3′-phosphoadenosine 5′-phosphosulfate (PAPS) is synthesized by PAPS synthase (PAPSS) in two steps. In the first step ATP sulfurylase (ATPS) transfers sulfate group onto adenylyl moiety of ATP to form adenosine 5′-phosphosulfate (APS) and PPi. APS-kinase (APSK) then transfers the gamma-phosphoryl from ATP onto 3′-OH of APS to form PAPS and ADP. Mutations of histidine's (H₄₂₅/H₄₂₈) of hPAPSS isoform1 knocked out ATPS and not APSK. In silico ATP binding and molecular dynamics experiments exhibited an unfavorable binding energy for mutant enzymes. Thus, requirements of H₄₂₅NGH₄₂₈ motif for ATPS is established. The N₄₂₆ residue in various organisms is substituted with R. We mutated hPAPSS1 with basic residue K. The N₄₂₆ to K₄₂₆ (N–K) mutant exhibited slightly lower Km (3.7 mM) and higher Vmax (3X) for ATP compared to wildtype (WT, Km 4.3 mM).
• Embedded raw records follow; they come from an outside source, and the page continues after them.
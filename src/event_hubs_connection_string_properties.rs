use url::Url;

const ENDPOINT_SCHEME: &str = "sb";
const ENDPOINT_TOKEN: &str = "Endpoint";
const EVENT_HUB_NAME_TOKEN: &str = "EntityPath";
const SHARED_ACCESS_KEY_NAME_TOKEN: &str = "SharedAccessKeyName";
const SHARED_ACCESS_KEY_VALUE_TOKEN: &str = "SharedAccessKey";
const SHARED_ACCESS_SIGNATURE_TOKEN: &str = "SharedAccessSignature";
const TOKEN_VALUE_SEPARATOR: char = '=';
const TOKEN_VALUE_PAIR_DELIMITER: char = ';';

/// Error parsing or validating a connection string
#[derive(Debug, Clone, PartialEq, Eq, thiserror::Error)]
pub enum ConnectionStringError {
    /// The connection string is empty
    #[error("The connection string cannot be empty")]
    Empty,

    /// A token has no value
    #[error("The token '{0}' has no value")]
    MissingValue(String),

    /// The endpoint is not an absolute `sb://` URI with a host
    #[error("The endpoint '{0}' is not a valid Event Hubs endpoint")]
    InvalidEndpoint(String),

    /// No endpoint was found
    #[error("The connection string does not contain an endpoint")]
    MissingEndpoint,

    /// Neither a shared key nor a shared access signature was found
    #[error("The connection string must contain either a shared key name and key or a shared access signature")]
    MissingCredential,

    /// Both a shared key and a shared access signature were found
    #[error("The connection string cannot contain both a shared key and a shared access signature")]
    ConflictingCredentials,

    /// The entity path does not match the event hub name given separately
    #[error("The event hub name '{given}' does not match the entity path '{entity_path}'")]
    EventHubNameMismatch {
        /// Name passed by the caller
        given: String,
        /// `EntityPath` of the connection string
        entity_path: String,
    },

    /// No event hub name was given and the connection string has no entity path
    #[error("The event hub name must be given when the connection string has no entity path")]
    MissingEventHubName,
}

/// The set of properties that comprise an Event Hubs connection string.
#[derive(Debug, Clone, PartialEq, Eq, Default)]
pub struct EventHubsConnectionStringProperties {
    endpoint: Option<Url>,
    event_hub_name: Option<String>,
    shared_access_key_name: Option<String>,
    shared_access_key: Option<String>,
    shared_access_signature: Option<String>,
}

impl EventHubsConnectionStringProperties {
    /// The endpoint to be used for connecting to the Event Hubs namespace
    pub fn endpoint(&self) -> Option<&Url> {
        self.endpoint.as_ref()
    }

    /// The host of the endpoint, i.e. the fully qualified namespace
    pub fn fully_qualified_namespace(&self) -> Option<&str> {
        self.endpoint.as_ref().and_then(|url| url.host_str())
    }

    /// The name of the Event Hub instance (`EntityPath`)
    pub fn event_hub_name(&self) -> Option<&str> {
        self.event_hub_name.as_deref()
    }

    /// The name of the shared access key
    pub fn shared_access_key_name(&self) -> Option<&str> {
        self.shared_access_key_name.as_deref()
    }

    /// The value of the shared access key
    pub fn shared_access_key(&self) -> Option<&str> {
        self.shared_access_key.as_deref()
    }

    /// A pre-computed shared access signature
    pub fn shared_access_signature(&self) -> Option<&str> {
        self.shared_access_signature.as_deref()
    }

    /// Parses a connection string into its properties.
    ///
    /// Keys are matched case-insensitively, unknown keys are ignored and values may contain
    /// `=`. This does not validate the result, see [`Self::validate`].
    pub fn parse(connection_string: &str) -> Result<Self, ConnectionStringError> {
        if connection_string.trim().is_empty() {
            return Err(ConnectionStringError::Empty);
        }

        let mut properties = Self::default();

        for pair in connection_string
            .split(TOKEN_VALUE_PAIR_DELIMITER)
            .map(str::trim)
            .filter(|s| !s.is_empty())
        {
            let (token, value) = match pair.split_once(TOKEN_VALUE_SEPARATOR) {
                Some((token, value)) => (token.trim(), value.trim()),
                None => (pair, ""),
            };

            if value.is_empty() {
                return Err(ConnectionStringError::MissingValue(token.to_string()));
            }

            if token.eq_ignore_ascii_case(ENDPOINT_TOKEN) {
                let endpoint = Url::parse(value)
                    .map_err(|_| ConnectionStringError::InvalidEndpoint(value.to_string()))?;
                properties.endpoint = Some(endpoint);
            } else if token.eq_ignore_ascii_case(EVENT_HUB_NAME_TOKEN) {
                properties.event_hub_name = Some(value.to_string());
            } else if token.eq_ignore_ascii_case(SHARED_ACCESS_KEY_NAME_TOKEN) {
                properties.shared_access_key_name = Some(value.to_string());
            } else if token.eq_ignore_ascii_case(SHARED_ACCESS_KEY_VALUE_TOKEN) {
                properties.shared_access_key = Some(value.to_string());
            } else if token.eq_ignore_ascii_case(SHARED_ACCESS_SIGNATURE_TOKEN) {
                properties.shared_access_signature = Some(value.to_string());
            } else {
                log::debug!("Ignoring unknown connection string token '{}'", token);
            }
        }

        Ok(properties)
    }

    /// Checks that the properties are sufficient to connect to `event_hub_name` and returns the
    /// name of the Event Hub to use.
    pub fn validate(&self, event_hub_name: Option<&str>) -> Result<String, ConnectionStringError> {
        let endpoint = self
            .endpoint
            .as_ref()
            .ok_or(ConnectionStringError::MissingEndpoint)?;
        if endpoint.scheme() != ENDPOINT_SCHEME || endpoint.host_str().is_none() {
            return Err(ConnectionStringError::InvalidEndpoint(endpoint.to_string()));
        }

        let has_shared_key =
            self.shared_access_key_name.is_some() && self.shared_access_key.is_some();
        let has_partial_shared_key =
            self.shared_access_key_name.is_some() != self.shared_access_key.is_some();
        match (has_shared_key, self.shared_access_signature.is_some()) {
            (true, true) => return Err(ConnectionStringError::ConflictingCredentials),
            (false, false) => return Err(ConnectionStringError::MissingCredential),
            _ if has_partial_shared_key => return Err(ConnectionStringError::MissingCredential),
            _ => {}
        }

        match (event_hub_name, self.event_hub_name.as_deref()) {
            (Some(given), Some(entity_path)) if given != entity_path => {
                Err(ConnectionStringError::EventHubNameMismatch {
                    given: given.to_string(),
                    entity_path: entity_path.to_string(),
                })
            }
            (Some(name), _) | (None, Some(name)) => Ok(name.to_string()),
            (None, None) => Err(ConnectionStringError::MissingEventHubName),
        }
    }
}
#![cfg(all(test, feature = "test_e2e"))]

use eventhub_publisher::{
    amqp::AmqpProducer,
    config::{CONNECTION_STRING_VAR, EVENT_HUB_NAME_VAR},
    event_data::synthetic_events,
    producer::{publish_events, PublishError},
    ConnectionOptions, CreateBatchOptions,
};

fn setup_dotenv() {
    let _ = dotenv::from_filename(".env");
}

async fn connect() -> AmqpProducer {
    setup_dotenv();

    let connection_string = std::env::var(CONNECTION_STRING_VAR).unwrap();
    let event_hub_name = std::env::var(EVENT_HUB_NAME_VAR).ok();
    AmqpProducer::from_connection_string(
        &connection_string,
        event_hub_name.as_deref(),
        ConnectionOptions::default(),
    )
    .await
    .unwrap()
}

#[tokio::test]
async fn producer_can_connect_and_close() {
    let producer = connect().await;
    producer.close().await.unwrap();
}

#[tokio::test]
async fn producer_can_publish_a_batch_of_synthetic_events() {
    let producer = connect().await;

    let report = publish_events(producer, synthetic_events(50), CreateBatchOptions::default())
        .await
        .unwrap();

    assert_eq!(report.event_count, 50);
}

#[tokio::test]
async fn publish_fails_when_events_do_not_fit_small_batch() {
    let producer = connect().await;

    let options = CreateBatchOptions::new().with_max_size_in_bytes(256);
    let result = publish_events(producer, synthetic_events(1000), options).await;

    assert!(matches!(result, Err(PublishError::Pack(_))));
}
//! Publishing a single batch through a transport.

mod error;
mod producer_transport;
mod publish;

pub use error::PublishError;
pub use producer_transport::ProducerTransport;
pub use publish::{publish_events, PublishReport};

#[cfg(test)]
pub(crate) mod tests {
    use std::sync::{
        atomic::{AtomicUsize, Ordering},
        Arc,
    };

    use crate::{batch_filler::tests::FixedCapacityBatch, CreateBatchOptions, EventBatch};

    use super::ProducerTransport;

    #[derive(Debug, thiserror::Error)]
    #[error("{0}")]
    pub(crate) struct FakeTransportError(pub(crate) &'static str);

    /// Call counters shared with the test after the transport has been moved.
    #[derive(Debug, Default, Clone)]
    pub(crate) struct CallCounts {
        pub(crate) create_batch: Arc<AtomicUsize>,
        pub(crate) send_batch: Arc<AtomicUsize>,
        pub(crate) close: Arc<AtomicUsize>,
        pub(crate) sent_events: Arc<AtomicUsize>,
    }

    impl CallCounts {
        pub(crate) fn get(counter: &Arc<AtomicUsize>) -> usize {
            counter.load(Ordering::SeqCst)
        }
    }

    #[derive(Debug)]
    pub(crate) struct FakeTransport {
        pub(crate) capacity: u64,
        pub(crate) fail_create: bool,
        pub(crate) fail_send: bool,
        pub(crate) fail_close: bool,
        pub(crate) counts: CallCounts,
    }

    impl FakeTransport {
        pub(crate) fn new(capacity: u64) -> Self {
            Self {
                capacity,
                fail_create: false,
                fail_send: false,
                fail_close: false,
                counts: CallCounts::default(),
            }
        }
    }

    impl ProducerTransport for FakeTransport {
        type Batch = FixedCapacityBatch;
        type Error = FakeTransportError;

        async fn create_batch(
            &mut self,
            options: CreateBatchOptions,
        ) -> Result<Self::Batch, Self::Error> {
            self.counts.create_batch.fetch_add(1, Ordering::SeqCst);
            if self.fail_create {
                return Err(FakeTransportError("create failed"));
            }
            let capacity = options
                .max_size_in_bytes
                .map(|size| size.min(self.capacity))
                .unwrap_or(self.capacity);
            Ok(FixedCapacityBatch::new(capacity, 0))
        }

        async fn send_batch(&mut self, batch: Self::Batch) -> Result<(), Self::Error> {
            self.counts.send_batch.fetch_add(1, Ordering::SeqCst);
            if self.fail_send {
                return Err(FakeTransportError("send failed"));
            }
            self.counts
                .sent_events
                .fetch_add(batch.len(), Ordering::SeqCst);
            Ok(())
        }

        async fn close(self) -> Result<(), Self::Error> {
            self.counts.close.fetch_add(1, Ordering::SeqCst);
            if self.fail_close {
                return Err(FakeTransportError("close failed"));
            }
            Ok(())
        }
    }
}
The Km for sulfate for N–K mutant was nearly same as WT but the Vmax was ∼4X higher for N–K. The catalytic efficiency (Vmax/Km) of N–K was ∼3 fold higher than WT. The full length hPAPSS1 evinced bimodal response against ATP, a paradigm that was deduced to be a trait of PAPSS that requires 2 mol of ATP/PAPS formed. This bimodal kinetics with ATP was lost when the N-terminal APSK was deleted from the C-terminal ATPS domain. The C-terminal domain contained ATPS activity, exhibited Km of 2.2 mM for ATP and Km of 0.53 mM for Sulfate and much higher catalytic efficiency compared to full length hPAPSS1. Thus, fused ATPS-APSK must be structurally and kinetically different than individual domains influenced by inter-domain residues.